## [WHAT THE TASK ASKS]
Without any omission, reproduce the records that follow.

====== DATA FOR THE TASK

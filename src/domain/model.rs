use serde::{Deserialize, Serialize};

/// Altitude exposure to evaluate.
#[derive(Debug, Clone, Copy, PartialEq, Serialize, Deserialize)]
pub struct PhysiologyInputs {
    /// Simulated altitude in feet.
    pub altitude_ft: f64,
    /// Time spent at altitude in minutes. Echoed, never transformed.
    pub duration_minutes: Option<f64>,
}

impl PhysiologyInputs {
    pub fn at_altitude(altitude_ft: f64) -> Self {
        Self {
            altitude_ft,
            duration_minutes: None,
        }
    }

    pub fn with_duration(mut self, duration_minutes: f64) -> Self {
        self.duration_minutes = Some(duration_minutes);
        self
    }
}

/// Resting-adult estimates at one altitude.
#[derive(Debug, Clone, Copy, PartialEq, Serialize, Deserialize)]
pub struct PhysiologyResult {
    pub altitude_ft: f64,
    pub altitude_m: f64,
    #[serde(rename = "pressure_at_altitude_mmHg")]
    pub pressure_at_altitude_mmhg: f64,
    #[serde(rename = "PaO2_mmHg")]
    pub pao2_mmhg: f64,
    #[serde(rename = "SaO2_percent")]
    pub sao2_percent: f64,
    #[serde(rename = "ventilation_rate_L_per_min")]
    pub ventilation_rate_l_per_min: f64,
    pub heart_rate_bpm: f64,
    #[serde(skip_serializing_if = "Option::is_none", default)]
    pub duration_minutes: Option<f64>,
}

#[derive(Debug, Clone, Copy, PartialEq, Serialize, Deserialize)]
pub struct BudgetInputs {
    pub students_per_week: u32,
    pub weeks: u32,
    pub session_duration_minutes: f64,
    pub recovery_duration_minutes: f64,
    /// L/min, normally taken from [`PhysiologyResult::ventilation_rate_l_per_min`].
    pub ventilation_rate: f64,
    pub price_air: f64,
    pub price_nitrogen: f64,
    pub price_oxygen: f64,
    /// Fractional markup, 0.10 means +10%.
    pub contingency_percentage: f64,
}

#[derive(Debug, Clone, Copy, PartialEq, Eq)]
pub enum Gas {
    Air,
    Nitrogen,
    Oxygen,
}

impl Gas {
    pub const ALL: [Gas; 3] = [Gas::Air, Gas::Nitrogen, Gas::Oxygen];

    pub fn label(&self) -> &'static str {
        match self {
            Gas::Air => "Compressed Air",
            Gas::Nitrogen => "Nitrogen",
            Gas::Oxygen => "Oxygen",
        }
    }
}

/// Volumes in cubic meters, costs in the configured currency.
#[derive(Debug, Clone, Copy, PartialEq, Default, Serialize, Deserialize)]
pub struct GasUsage {
    pub per_session_m3: f64,
    pub weekly_m3: f64,
    pub total_m3: f64,
    pub weekly_cost: f64,
    pub total_cost: f64,
}

#[derive(Debug, Clone, Copy, PartialEq, Serialize, Deserialize)]
pub struct BudgetResult {
    pub air: GasUsage,
    pub nitrogen: GasUsage,
    pub oxygen: GasUsage,
    pub total_cost: f64,
    pub total_cost_with_contingency: f64,
}

impl BudgetResult {
    pub fn usage(&self, gas: Gas) -> &GasUsage {
        match gas {
            Gas::Air => &self.air,
            Gas::Nitrogen => &self.nitrogen,
            Gas::Oxygen => &self.oxygen,
        }
    }
}

/// Every recognized program option with its default.
#[derive(Debug, Clone, PartialEq, Serialize, Deserialize)]
pub struct ProgramSettings {
    pub students_per_week: u32,
    pub weeks: u32,
    pub session_duration_minutes: f64,
    pub recovery_duration_minutes: f64,
    pub altitude_ft: f64,
    pub exposure_duration_minutes: Option<f64>,
    pub price_air: f64,
    pub price_nitrogen: f64,
    pub price_oxygen: f64,
    pub contingency_percentage: f64,
    pub currency: String,
}

impl Default for ProgramSettings {
    fn default() -> Self {
        Self {
            students_per_week: 20,
            weeks: 26,
            session_duration_minutes: 20.0,
            recovery_duration_minutes: 5.0,
            altitude_ft: 25000.0,
            exposure_duration_minutes: None,
            price_air: 17853.0,
            price_nitrogen: 17838.0,
            price_oxygen: 19654.0,
            contingency_percentage: 0.10,
            currency: "COP".to_string(),
        }
    }
}

impl ProgramSettings {
    pub fn physiology_inputs(&self) -> PhysiologyInputs {
        PhysiologyInputs {
            altitude_ft: self.altitude_ft,
            duration_minutes: self.exposure_duration_minutes,
        }
    }

    pub fn budget_inputs(&self, ventilation_rate: f64) -> BudgetInputs {
        BudgetInputs {
            students_per_week: self.students_per_week,
            weeks: self.weeks,
            session_duration_minutes: self.session_duration_minutes,
            recovery_duration_minutes: self.recovery_duration_minutes,
            ventilation_rate,
            price_air: self.price_air,
            price_nitrogen: self.price_nitrogen,
            price_oxygen: self.price_oxygen,
            contingency_percentage: self.contingency_percentage,
        }
    }
}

============

## [OUTPUT FOR THIS EXERCISE]
filename src/domain/model.rs
use serde::{Deserialize, Serialize};

/// Altitude exposure to evaluate.
#[derive(Debug, Clone, Copy, PartialEq, Serialize, Deserialize)]
pub struct PhysiologyInputs {
    /// Simulated altitude in feet.
    pub altitude_ft: f64,
    /// Time spent at altitude in minutes. Echoed, never transformed.
    pub duration_minutes: Option<f64>,
}

impl PhysiologyInputs {
    pub fn at_altitude(altitude_ft: f64) -> Self {
        Self {
            altitude_ft,
            duration_minutes: None,
        }
    }

    pub fn with_duration(mut self, duration_minutes: f64) -> Self {
        self.duration_minutes = Some(duration_minutes);
        self
    }
}

/// Resting-adult estimates at one altitude.
#[derive(Debug, Clone, Copy, PartialEq, Serialize, Deserialize)]
pub struct PhysiologyResult {
    pub altitude_ft: f64,
    pub altitude_m: f64,
    #[serde(rename = "pressure_at_altitude_mmHg")]
    pub pressure_at_altitude_mmhg: f64,
    #[serde(rename = "PaO2_mmHg")]
    pub pao2_mmhg: f64,
    #[serde(rename = "SaO2_percent")]
    pub sao2_percent: f64,
    #[serde(rename = "ventilation_rate_L_per_min")]
    pub ventilation_rate_l_per_min: f64,
    pub heart_rate_bpm: f64,
    #[serde(skip_serializing_if = "Option::is_none", default)]
    pub duration_minutes: Option<f64>,
}

#[derive(Debug, Clone, Copy, PartialEq, Serialize, Deserialize)]
pub struct BudgetInputs {
    pub students_per_week: u32,
    pub weeks: u32,
    pub session_duration_minutes: f64,
    pub recovery_duration_minutes: f64,
    /// L/min, normally taken from [`PhysiologyResult::ventilation_rate_l_per_min`].
    pub ventilation_rate: f64,
    pub price_air: f64,
    pub price_nitrogen: f64,
    pub price_oxygen: f64,
    /// Fractional markup, 0.10 means +10%.
    pub contingency_percentage: f64,
}

#[derive(Debug, Clone, Copy, PartialEq, Eq)]
pub enum Gas {
    Air,
    Nitrogen,
    Oxygen,
}

impl Gas {
    pub const ALL: [Gas; 3] = [Gas::Air, Gas::Nitrogen, Gas::Oxygen];

    pub fn label(&self) -> &'static str {
        match self {
            Gas::Air => "Compressed Air",
            Gas::Nitrogen => "Nitrogen",
            Gas::Oxygen => "Oxygen",
        }
    }
}

/// Volumes in cubic meters, costs in the configured currency.
#[derive(Debug, Clone, Copy, PartialEq, Default, Serialize, Deserialize)]
pub struct GasUsage {
    pub per_session_m3: f64,
    pub weekly_m3: f64,
    pub total_m3: f64,
    pub weekly_cost: f64,
    pub total_cost: f64,
}

#[derive(Debug, Clone, Copy, PartialEq, Serialize, Deserialize)]
pub struct BudgetResult {
    pub air: GasUsage,
    pub nitrogen: GasUsage,
    pub oxygen: GasUsage,
    pub total_cost: f64,
    pub total_cost_with_contingency: f64,
}

impl BudgetResult {
    pub fn usage(&self, gas: Gas) -> &GasUsage {
        match gas {
            Gas::Air => &self.air,
            Gas::Nitrogen => &self.nitrogen,
            Gas::Oxygen => &self.oxygen,
        }
    }
}

/// Every recognized program option with its default.
#[derive(Debug, Clone, PartialEq, Serialize, Deserialize)]
pub struct ProgramSettings {
    pub students_per_week: u32,
    pub weeks: u32,
    pub session_duration_minutes: f64,
    pub recovery_duration_minutes: f64,
    pub altitude_ft: f64,
    pub exposure_duration_minutes: Option<f64>,
    pub price_air: f64,
    pub price_nitrogen: f64,
    pub price_oxygen: f64,
    pub contingency_percentage: f64,
    pub currency: String,
}

impl Default for ProgramSettings {
    fn default() -> Self {
        Self {
            students_per_week: 20,
            weeks: 26,
            session_duration_minutes: 20.0,
            recovery_duration_minutes: 5.0,
            altitude_ft: 25000.0,
            exposure_duration_minutes: None,
            price_air: 17853.0,
            price_nitrogen: 17838.0,
            price_oxygen: 19654.0,
            contingency_percentage: 0.10,
            currency: "COP".to_string(),
        }
    }
}

impl ProgramSettings {
    pub fn physiology_inputs(&self) -> PhysiologyInputs {
        PhysiologyInputs {
            altitude_ft: self.altitude_ft,
            duration_minutes: self.exposure_duration_minutes,
        }
    }

    pub fn budget_inputs(&self, ventilation_rate: f64) -> BudgetInputs {
        BudgetInputs {
            students_per_week: self.students_per_week,
            weeks: self.weeks,
            session_duration_minutes: self.session_duration_minutes,
            recovery_duration_minutes: self.recovery_duration_minutes,
            ventilation_rate,
            price_air: self.price_air,
            price_nitrogen: self.price_nitrogen,
            price_oxygen: self.price_oxygen,
            contingency_percentage: self.contingency_percentage,
        }
    }
}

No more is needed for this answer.